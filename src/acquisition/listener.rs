//! Ingestion Listener
//!
//! Accepts sensor connections and runs one reader task per connection. A
//! connection fault only ends that connection's task; the accept loop runs
//! until shutdown.

use super::framing::{FrameEvent, JsonLineReader};
use crate::pipeline::DroneState;
use crate::types::Reading;
use anyhow::{Context, Result};
use std::net::SocketAddr;
use std::sync::Arc;
use std::time::Duration;
use tokio::net::{TcpListener, TcpStream};
use tokio_util::sync::CancellationToken;
use tracing::{debug, info, trace, warn};

/// Keepalive idle time before the first probe on a sensor socket.
const KEEPALIVE_TIME: Duration = Duration::from_secs(30);
/// Interval between keepalive probes.
const KEEPALIVE_INTERVAL: Duration = Duration::from_secs(10);
/// Pause after a failed accept (e.g. fd exhaustion) before trying again.
const ACCEPT_RETRY_DELAY: Duration = Duration::from_millis(100);

/// Bound sensor ingestion endpoint.
pub struct IngestionListener {
    listener: TcpListener,
    local_addr: SocketAddr,
}

impl IngestionListener {
    pub async fn bind(addr: SocketAddr) -> Result<Self> {
        let listener = TcpListener::bind(addr)
            .await
            .with_context(|| format!("Failed to bind sensor listener on {addr}"))?;
        let local_addr = listener.local_addr()?;
        Ok(Self { listener, local_addr })
    }

    /// Address actually bound (useful when binding port 0).
    pub fn local_addr(&self) -> SocketAddr {
        self.local_addr
    }

    /// Accept connections until `cancel_token` fires.
    ///
    /// No limit on concurrent connections. Connection tasks are cancelled
    /// together with the listener.
    pub async fn run(self, state: Arc<DroneState>, cancel_token: CancellationToken) -> Result<()> {
        info!(addr = %self.local_addr, "Sensor listener accepting connections");

        loop {
            tokio::select! {
                _ = cancel_token.cancelled() => {
                    info!("[Listener] Received shutdown signal");
                    return Ok(());
                }
                accepted = self.listener.accept() => {
                    match accepted {
                        Ok((stream, peer)) => {
                            tokio::spawn(handle_connection(
                                stream,
                                peer,
                                Arc::clone(&state),
                                cancel_token.child_token(),
                            ));
                        }
                        Err(e) => {
                            warn!(error = %e, "Failed to accept sensor connection");
                            tokio::time::sleep(ACCEPT_RETRY_DELAY).await;
                        }
                    }
                }
            }
        }
    }
}

fn enable_keepalive(stream: &TcpStream) {
    let sock_ref = socket2::SockRef::from(stream);
    let keepalive = socket2::TcpKeepalive::new()
        .with_time(KEEPALIVE_TIME)
        .with_interval(KEEPALIVE_INTERVAL);
    if let Err(e) = sock_ref.set_tcp_keepalive(&keepalive) {
        debug!(error = %e, "Could not enable TCP keepalive");
    }
}

/// Read one sensor connection to completion.
async fn handle_connection(
    stream: TcpStream,
    peer: SocketAddr,
    state: Arc<DroneState>,
    cancel_token: CancellationToken,
) {
    enable_keepalive(&stream);
    state.connection_opened();
    info!(peer = %peer, "Sensor connected");

    let mut reader: JsonLineReader<_, Reading> = JsonLineReader::new(stream);
    let mut received = 0u64;

    loop {
        let event = tokio::select! {
            _ = cancel_token.cancelled() => break,
            event = reader.next_event() => event,
        };

        match event {
            Ok(FrameEvent::Record(reading)) => {
                received += 1;
                debug!(
                    peer = %peer,
                    sensor_id = %reading.sensor_id,
                    temperature = reading.temperature,
                    humidity = reading.humidity,
                    "Reading received"
                );
                let outcome = state.ingest(reading);
                if let Some(oldest) = &outcome.evicted {
                    trace!(
                        evicted = %oldest.sensor_id,
                        avg_temp = outcome.summary.avg_temp,
                        avg_humid = outcome.summary.avg_humid,
                        queue_len = outcome.queue_len,
                        "Window full, oldest reading evicted"
                    );
                }
                if let Some(anomaly) = outcome.anomaly {
                    warn!(peer = %peer, %anomaly, "Anomaly detected");
                }
            }
            Ok(FrameEvent::Malformed { excerpt, error }) => {
                state.record_malformed();
                warn!(peer = %peer, error = %error, line = %excerpt, "Discarding malformed record");
            }
            Ok(FrameEvent::Disconnected) => break,
            Err(e) => {
                warn!(peer = %peer, error = %e, "Sensor connection fault");
                break;
            }
        }
    }

    state.connection_closed();
    info!(peer = %peer, readings = received, "Sensor disconnected");
}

========================================

Each line above should be output exactly as written.

filename src/acquisition/listener.rs
//! Ingestion Listener
//!
//! Accepts sensor connections and runs one reader task per connection. A
//! connection fault only ends that connection's task; the accept loop runs
//! until shutdown.

use super::framing::{FrameEvent, JsonLineReader};
use crate::pipeline::DroneState;
use crate::types::Reading;
use anyhow::{Context, Result};
use std::net::SocketAddr;
use std::sync::Arc;
use std::time::Duration;
use tokio::net::{TcpListener, TcpStream};
use tokio_util::sync::CancellationToken;
use tracing::{debug, info, trace, warn};

/// Keepalive idle time before the first probe on a sensor socket.
const KEEPALIVE_TIME: Duration = Duration::from_secs(30);
/// Interval between keepalive probes.
const KEEPALIVE_INTERVAL: Duration = Duration::from_secs(10);
/// Pause after a failed accept (e.g. fd exhaustion) before trying again.
const ACCEPT_RETRY_DELAY: Duration = Duration::from_millis(100);

/// Bound sensor ingestion endpoint.
pub struct IngestionListener {
    listener: TcpListener,
    local_addr: SocketAddr,
}

impl IngestionListener {
    pub async fn bind(addr: SocketAddr) -> Result<Self> {
        let listener = TcpListener::bind(addr)
            .await
            .with_context(|| format!("Failed to bind sensor listener on {addr}"))?;
        let local_addr = listener.local_addr()?;
        Ok(Self { listener, local_addr })
    }

    /// Address actually bound (useful when binding port 0).
    pub fn local_addr(&self) -> SocketAddr {
        self.local_addr
    }

    /// Accept connections until `cancel_token` fires.
    ///
    /// No limit on concurrent connections. Connection tasks are cancelled
    /// together with the listener.
    pub async fn run(self, state: Arc<DroneState>, cancel_token: CancellationToken) -> Result<()> {
        info!(addr = %self.local_addr, "Sensor listener accepting connections");

        loop {
            tokio::select! {
                _ = cancel_token.cancelled() => {
                    info!("[Listener] Received shutdown signal");
                    return Ok(());
                }
                accepted = self.listener.accept() => {
                    match accepted {
                        Ok((stream, peer)) => {
                            tokio::spawn(handle_connection(
                                stream,
                                peer,
                                Arc::clone(&state),
                                cancel_token.child_token(),
                            ));
                        }
                        Err(e) => {
                            warn!(error = %e, "Failed to accept sensor connection");
                            tokio::time::sleep(ACCEPT_RETRY_DELAY).await;
                        }
                    }
                }
            }
        }
    }
}

fn enable_keepalive(stream: &TcpStream) {
    let sock_ref = socket2::SockRef::from(stream);
    let keepalive = socket2::TcpKeepalive::new()
        .with_time(KEEPALIVE_TIME)
        .with_interval(KEEPALIVE_INTERVAL);
    if let Err(e) = sock_ref.set_tcp_keepalive(&keepalive) {
        debug!(error = %e, "Could not enable TCP keepalive");
    }
}

/// Read one sensor connection to completion.
async fn handle_connection(
    stream: TcpStream,
    peer: SocketAddr,
    state: Arc<DroneState>,
    cancel_token: CancellationToken,
) {
    enable_keepalive(&stream);
    state.connection_opened();
    info!(peer = %peer, "Sensor connected");

    let mut reader: JsonLineReader<_, Reading> = JsonLineReader::new(stream);
    let mut received = 0u64;

    loop {
        let event = tokio::select! {
            _ = cancel_token.cancelled() => break,
            event = reader.next_event() => event,
        };

        match event {
            Ok(FrameEvent::Record(reading)) => {
                received += 1;
                debug!(
                    peer = %peer,
                    sensor_id = %reading.sensor_id,
                    temperature = reading.temperature,
                    humidity = reading.humidity,
                    "Reading received"
                );
                let outcome = state.ingest(reading);
                if let Some(oldest) = &outcome.evicted {
                    trace!(
                        evicted = %oldest.sensor_id,
                        avg_temp = outcome.summary.avg_temp,
                        avg_humid = outcome.summary.avg_humid,
                        queue_len = outcome.queue_len,
                        "Window full, oldest reading evicted"
                    );
                }
                if let Some(anomaly) = outcome.anomaly {
                    warn!(peer = %peer, %anomaly, "Anomaly detected");
                }
            }
            Ok(FrameEvent::Malformed { excerpt, error }) => {
                state.record_malformed();
                warn!(peer = %peer, error = %error, line = %excerpt, "Discarding malformed record");
            }
            Ok(FrameEvent::Disconnected) => break,
            Err(e) => {
                warn!(peer = %peer, error = %e, "Sensor connection fault");
                break;
            }
        }
    }

    state.connection_closed();
    info!(peer = %peer, readings = received, "Sensor disconnected");
}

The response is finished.